(Source data)

• • • •

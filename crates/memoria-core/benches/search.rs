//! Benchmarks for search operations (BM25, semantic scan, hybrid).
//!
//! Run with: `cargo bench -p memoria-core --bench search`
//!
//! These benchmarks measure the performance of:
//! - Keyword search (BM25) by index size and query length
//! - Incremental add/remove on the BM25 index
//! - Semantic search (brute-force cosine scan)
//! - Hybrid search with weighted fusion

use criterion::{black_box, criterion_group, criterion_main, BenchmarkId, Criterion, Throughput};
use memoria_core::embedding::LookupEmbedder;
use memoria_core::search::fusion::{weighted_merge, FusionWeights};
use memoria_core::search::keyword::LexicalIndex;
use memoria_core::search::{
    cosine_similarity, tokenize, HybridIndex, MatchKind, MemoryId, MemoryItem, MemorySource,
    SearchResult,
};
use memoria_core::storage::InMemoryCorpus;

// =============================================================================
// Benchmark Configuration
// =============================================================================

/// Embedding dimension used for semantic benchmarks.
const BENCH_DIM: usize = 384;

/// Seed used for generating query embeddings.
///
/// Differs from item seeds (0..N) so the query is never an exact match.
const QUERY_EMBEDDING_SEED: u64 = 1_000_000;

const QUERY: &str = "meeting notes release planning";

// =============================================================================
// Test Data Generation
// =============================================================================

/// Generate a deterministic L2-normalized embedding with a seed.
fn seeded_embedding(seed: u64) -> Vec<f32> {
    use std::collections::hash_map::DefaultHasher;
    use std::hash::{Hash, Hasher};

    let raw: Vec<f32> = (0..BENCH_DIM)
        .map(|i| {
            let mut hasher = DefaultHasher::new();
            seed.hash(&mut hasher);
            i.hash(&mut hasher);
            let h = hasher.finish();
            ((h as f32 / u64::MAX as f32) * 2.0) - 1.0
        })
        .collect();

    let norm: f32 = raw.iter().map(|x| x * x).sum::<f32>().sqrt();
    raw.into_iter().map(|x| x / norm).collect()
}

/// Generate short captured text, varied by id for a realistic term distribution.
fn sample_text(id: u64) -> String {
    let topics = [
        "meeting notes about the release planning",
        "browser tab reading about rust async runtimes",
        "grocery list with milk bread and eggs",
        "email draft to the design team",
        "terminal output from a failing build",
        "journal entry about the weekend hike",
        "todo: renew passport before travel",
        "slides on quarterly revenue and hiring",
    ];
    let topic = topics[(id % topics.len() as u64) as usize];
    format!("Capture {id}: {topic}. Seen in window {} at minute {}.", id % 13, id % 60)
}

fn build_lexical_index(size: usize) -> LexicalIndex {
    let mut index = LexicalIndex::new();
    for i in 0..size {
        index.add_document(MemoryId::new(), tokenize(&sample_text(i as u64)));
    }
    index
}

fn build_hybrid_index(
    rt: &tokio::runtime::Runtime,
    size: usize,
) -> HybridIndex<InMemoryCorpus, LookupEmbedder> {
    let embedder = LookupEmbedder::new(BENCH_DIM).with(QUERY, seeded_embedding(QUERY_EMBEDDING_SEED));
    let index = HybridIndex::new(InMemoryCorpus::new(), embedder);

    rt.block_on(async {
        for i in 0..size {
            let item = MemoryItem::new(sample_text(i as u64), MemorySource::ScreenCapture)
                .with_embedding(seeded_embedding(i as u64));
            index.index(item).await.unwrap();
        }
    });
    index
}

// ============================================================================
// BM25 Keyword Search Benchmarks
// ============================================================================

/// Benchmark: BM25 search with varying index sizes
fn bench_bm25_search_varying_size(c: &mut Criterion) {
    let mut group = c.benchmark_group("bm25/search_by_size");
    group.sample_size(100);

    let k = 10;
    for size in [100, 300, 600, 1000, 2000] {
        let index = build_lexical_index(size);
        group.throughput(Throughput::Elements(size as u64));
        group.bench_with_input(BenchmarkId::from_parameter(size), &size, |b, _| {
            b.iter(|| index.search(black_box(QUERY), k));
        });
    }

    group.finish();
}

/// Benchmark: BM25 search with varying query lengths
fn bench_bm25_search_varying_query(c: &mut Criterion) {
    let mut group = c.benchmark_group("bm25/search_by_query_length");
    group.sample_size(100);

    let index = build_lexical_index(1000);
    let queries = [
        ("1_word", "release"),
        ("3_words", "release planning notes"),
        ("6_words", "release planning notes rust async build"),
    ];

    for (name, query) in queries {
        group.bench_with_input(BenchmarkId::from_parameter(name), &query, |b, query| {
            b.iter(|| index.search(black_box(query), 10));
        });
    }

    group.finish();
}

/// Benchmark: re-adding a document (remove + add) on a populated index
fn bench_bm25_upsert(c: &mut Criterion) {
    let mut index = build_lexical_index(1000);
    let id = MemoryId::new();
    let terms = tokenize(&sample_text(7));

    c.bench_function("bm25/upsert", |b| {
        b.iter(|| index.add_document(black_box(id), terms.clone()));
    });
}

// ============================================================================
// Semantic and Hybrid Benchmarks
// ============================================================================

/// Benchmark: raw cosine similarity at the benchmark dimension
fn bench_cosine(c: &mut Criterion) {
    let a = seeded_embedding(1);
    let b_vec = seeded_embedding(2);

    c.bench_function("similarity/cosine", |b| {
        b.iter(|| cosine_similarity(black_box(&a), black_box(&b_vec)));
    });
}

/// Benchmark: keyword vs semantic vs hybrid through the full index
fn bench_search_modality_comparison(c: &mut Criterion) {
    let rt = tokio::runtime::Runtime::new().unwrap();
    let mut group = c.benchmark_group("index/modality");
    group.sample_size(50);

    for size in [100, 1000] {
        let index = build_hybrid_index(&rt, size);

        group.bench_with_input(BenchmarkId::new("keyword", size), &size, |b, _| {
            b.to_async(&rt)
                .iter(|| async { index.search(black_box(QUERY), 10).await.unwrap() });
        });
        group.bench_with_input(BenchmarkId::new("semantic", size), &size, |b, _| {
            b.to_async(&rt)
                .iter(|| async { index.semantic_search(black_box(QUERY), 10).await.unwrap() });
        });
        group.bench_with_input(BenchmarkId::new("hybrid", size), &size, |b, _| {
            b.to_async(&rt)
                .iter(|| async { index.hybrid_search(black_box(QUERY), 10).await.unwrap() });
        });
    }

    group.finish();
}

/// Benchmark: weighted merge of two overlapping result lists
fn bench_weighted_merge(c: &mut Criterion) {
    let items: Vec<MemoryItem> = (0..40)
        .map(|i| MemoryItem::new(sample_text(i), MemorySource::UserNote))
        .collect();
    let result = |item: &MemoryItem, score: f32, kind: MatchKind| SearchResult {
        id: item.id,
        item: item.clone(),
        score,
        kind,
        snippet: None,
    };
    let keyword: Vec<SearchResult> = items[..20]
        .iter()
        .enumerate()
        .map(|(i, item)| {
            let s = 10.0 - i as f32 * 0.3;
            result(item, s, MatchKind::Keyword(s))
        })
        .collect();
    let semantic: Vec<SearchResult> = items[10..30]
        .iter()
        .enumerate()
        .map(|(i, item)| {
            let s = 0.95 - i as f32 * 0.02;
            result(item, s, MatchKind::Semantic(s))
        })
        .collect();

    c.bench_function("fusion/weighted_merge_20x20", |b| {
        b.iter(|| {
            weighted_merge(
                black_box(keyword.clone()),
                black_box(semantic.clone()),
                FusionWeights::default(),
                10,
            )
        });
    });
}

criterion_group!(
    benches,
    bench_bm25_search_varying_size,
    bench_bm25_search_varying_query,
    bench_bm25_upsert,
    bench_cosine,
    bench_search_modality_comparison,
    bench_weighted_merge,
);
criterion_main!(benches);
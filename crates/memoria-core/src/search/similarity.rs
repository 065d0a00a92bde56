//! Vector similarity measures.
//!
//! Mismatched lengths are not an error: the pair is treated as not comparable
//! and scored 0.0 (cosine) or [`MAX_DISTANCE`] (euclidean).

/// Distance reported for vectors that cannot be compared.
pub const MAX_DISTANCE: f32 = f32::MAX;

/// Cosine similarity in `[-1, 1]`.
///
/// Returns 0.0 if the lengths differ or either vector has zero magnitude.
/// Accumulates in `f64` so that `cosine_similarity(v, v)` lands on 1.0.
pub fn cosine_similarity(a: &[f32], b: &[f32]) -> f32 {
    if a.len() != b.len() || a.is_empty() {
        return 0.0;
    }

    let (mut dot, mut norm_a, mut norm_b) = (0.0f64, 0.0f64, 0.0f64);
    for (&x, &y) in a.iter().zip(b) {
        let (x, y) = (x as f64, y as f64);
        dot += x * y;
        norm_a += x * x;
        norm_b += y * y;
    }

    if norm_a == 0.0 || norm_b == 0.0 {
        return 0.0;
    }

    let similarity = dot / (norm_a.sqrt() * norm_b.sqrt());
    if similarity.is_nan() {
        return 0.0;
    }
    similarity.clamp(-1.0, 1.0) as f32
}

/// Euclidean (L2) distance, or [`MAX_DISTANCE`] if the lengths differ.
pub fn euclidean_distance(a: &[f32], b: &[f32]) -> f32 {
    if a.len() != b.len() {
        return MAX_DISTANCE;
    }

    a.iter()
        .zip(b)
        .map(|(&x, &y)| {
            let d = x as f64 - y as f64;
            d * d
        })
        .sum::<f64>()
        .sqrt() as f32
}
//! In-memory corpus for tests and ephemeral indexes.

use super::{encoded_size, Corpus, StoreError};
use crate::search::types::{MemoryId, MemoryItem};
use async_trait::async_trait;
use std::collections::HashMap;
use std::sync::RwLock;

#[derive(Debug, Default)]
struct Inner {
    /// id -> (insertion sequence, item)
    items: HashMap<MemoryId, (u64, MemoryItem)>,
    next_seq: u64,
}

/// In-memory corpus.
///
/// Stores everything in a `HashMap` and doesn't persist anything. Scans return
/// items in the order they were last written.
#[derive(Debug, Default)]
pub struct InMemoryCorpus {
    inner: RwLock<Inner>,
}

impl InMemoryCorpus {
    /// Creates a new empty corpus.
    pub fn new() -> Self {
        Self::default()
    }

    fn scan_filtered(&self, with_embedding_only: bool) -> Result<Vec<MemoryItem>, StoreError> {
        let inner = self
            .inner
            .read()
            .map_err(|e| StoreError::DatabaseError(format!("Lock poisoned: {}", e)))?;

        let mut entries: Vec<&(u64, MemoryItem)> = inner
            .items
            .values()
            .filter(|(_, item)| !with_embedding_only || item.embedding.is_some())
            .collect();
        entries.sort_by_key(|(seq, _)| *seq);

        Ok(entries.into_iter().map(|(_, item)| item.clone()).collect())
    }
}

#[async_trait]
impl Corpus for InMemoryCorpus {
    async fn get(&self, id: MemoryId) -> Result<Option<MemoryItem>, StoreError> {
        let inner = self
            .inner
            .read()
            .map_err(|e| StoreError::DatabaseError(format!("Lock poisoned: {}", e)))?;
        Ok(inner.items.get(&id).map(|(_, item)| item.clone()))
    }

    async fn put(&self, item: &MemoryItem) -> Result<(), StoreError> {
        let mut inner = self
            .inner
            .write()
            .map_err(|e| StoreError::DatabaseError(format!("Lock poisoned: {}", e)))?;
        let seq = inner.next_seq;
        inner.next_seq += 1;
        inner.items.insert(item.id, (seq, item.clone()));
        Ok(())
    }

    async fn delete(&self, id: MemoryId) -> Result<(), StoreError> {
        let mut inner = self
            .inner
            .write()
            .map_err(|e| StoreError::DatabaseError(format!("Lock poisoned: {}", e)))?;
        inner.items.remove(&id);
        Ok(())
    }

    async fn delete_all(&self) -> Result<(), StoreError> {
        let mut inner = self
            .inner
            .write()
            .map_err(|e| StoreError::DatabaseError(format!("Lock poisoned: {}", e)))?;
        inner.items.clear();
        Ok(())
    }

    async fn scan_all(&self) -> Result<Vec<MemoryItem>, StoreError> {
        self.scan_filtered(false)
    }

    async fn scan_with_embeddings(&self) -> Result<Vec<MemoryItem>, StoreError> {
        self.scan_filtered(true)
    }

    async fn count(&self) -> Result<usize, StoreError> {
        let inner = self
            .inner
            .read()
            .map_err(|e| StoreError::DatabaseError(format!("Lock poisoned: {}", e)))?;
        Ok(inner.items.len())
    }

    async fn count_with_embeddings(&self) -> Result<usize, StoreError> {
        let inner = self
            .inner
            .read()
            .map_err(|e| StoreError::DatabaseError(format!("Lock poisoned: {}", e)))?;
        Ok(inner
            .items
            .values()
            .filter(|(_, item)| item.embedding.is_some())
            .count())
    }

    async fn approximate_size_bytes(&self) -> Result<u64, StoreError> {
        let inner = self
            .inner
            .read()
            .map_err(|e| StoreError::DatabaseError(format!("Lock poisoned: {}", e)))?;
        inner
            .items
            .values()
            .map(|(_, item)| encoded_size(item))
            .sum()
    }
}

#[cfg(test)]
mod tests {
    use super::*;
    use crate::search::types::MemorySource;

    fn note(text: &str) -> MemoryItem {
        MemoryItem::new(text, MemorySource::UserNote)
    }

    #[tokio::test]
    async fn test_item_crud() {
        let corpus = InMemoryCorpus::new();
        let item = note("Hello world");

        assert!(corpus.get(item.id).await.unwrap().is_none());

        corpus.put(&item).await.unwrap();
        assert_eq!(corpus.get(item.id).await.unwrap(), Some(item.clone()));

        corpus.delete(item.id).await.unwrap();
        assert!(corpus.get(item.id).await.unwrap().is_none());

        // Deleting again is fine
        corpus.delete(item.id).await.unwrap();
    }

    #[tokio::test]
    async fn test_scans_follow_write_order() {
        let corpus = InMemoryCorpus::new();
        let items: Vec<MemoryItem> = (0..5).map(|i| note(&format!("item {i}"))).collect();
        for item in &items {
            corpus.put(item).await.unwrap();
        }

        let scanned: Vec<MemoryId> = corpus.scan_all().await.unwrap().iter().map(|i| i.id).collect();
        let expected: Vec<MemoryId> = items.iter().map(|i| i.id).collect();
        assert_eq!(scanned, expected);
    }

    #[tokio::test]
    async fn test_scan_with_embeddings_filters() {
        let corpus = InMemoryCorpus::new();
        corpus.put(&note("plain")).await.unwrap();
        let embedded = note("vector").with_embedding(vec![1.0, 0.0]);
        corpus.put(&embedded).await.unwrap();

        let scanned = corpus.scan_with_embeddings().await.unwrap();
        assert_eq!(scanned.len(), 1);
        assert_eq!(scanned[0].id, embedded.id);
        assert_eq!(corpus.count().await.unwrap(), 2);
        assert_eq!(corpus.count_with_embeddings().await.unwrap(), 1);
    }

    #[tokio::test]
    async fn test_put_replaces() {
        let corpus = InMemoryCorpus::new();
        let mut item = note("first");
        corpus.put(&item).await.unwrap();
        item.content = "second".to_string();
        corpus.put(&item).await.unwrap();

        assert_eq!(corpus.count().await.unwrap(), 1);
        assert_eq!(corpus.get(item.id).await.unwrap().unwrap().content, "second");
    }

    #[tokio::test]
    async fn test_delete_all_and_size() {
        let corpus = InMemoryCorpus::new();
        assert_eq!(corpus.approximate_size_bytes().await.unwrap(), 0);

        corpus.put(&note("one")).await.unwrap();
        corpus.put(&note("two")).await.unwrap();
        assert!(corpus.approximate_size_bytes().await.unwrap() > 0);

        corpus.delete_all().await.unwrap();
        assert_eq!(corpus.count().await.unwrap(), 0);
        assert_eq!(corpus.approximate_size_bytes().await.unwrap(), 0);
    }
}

• • • •

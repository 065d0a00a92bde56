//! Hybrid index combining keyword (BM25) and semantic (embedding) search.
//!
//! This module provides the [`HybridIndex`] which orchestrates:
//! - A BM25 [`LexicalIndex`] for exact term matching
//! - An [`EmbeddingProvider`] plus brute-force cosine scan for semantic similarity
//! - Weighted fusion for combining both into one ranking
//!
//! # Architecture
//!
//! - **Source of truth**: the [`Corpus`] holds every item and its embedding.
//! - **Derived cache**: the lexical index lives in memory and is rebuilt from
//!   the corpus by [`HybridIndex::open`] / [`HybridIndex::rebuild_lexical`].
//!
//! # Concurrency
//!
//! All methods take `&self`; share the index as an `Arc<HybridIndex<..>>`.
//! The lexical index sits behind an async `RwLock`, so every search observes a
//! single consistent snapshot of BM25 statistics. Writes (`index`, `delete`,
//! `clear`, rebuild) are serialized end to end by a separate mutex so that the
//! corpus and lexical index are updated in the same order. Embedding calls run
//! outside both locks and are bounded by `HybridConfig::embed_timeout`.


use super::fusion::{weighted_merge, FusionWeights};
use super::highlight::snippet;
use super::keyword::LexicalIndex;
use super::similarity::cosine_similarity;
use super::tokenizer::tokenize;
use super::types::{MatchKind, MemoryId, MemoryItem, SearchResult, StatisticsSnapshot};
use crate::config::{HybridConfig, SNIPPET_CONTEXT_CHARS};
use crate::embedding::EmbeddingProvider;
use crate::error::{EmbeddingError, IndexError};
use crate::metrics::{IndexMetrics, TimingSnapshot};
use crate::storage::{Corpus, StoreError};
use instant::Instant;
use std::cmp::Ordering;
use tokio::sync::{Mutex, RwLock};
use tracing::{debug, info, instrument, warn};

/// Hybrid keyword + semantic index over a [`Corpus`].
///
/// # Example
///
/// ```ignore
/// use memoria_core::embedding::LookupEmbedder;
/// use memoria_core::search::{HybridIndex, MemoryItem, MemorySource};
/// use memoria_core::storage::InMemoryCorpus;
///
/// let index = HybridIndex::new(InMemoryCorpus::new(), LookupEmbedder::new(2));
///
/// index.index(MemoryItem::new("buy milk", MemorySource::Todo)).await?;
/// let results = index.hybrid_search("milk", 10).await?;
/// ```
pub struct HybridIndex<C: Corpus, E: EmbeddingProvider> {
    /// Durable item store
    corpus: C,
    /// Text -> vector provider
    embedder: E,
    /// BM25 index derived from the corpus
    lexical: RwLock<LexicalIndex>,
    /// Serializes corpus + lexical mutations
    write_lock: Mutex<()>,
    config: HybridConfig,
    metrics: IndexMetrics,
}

• • • •

■ **Description of the task**: What you return must be an exact retyping of the lines above starting at the line with "item)| !with_embedding_only || item.embedding.is_some())" and ending at the line with "impl Corpus for", and nothing besides.

■ **Output for this exercise**:
            .filter(|(_, item)| !with_embedding_only || item.embedding.is_some())
            .collect();
        entries.sort_by_key(|(seq, _)| *seq);

        Ok(entries.into_iter().map(|(_, item)| item.clone()).collect())
    }
}

#[async_trait]
impl Corpus for InMemoryCorpus {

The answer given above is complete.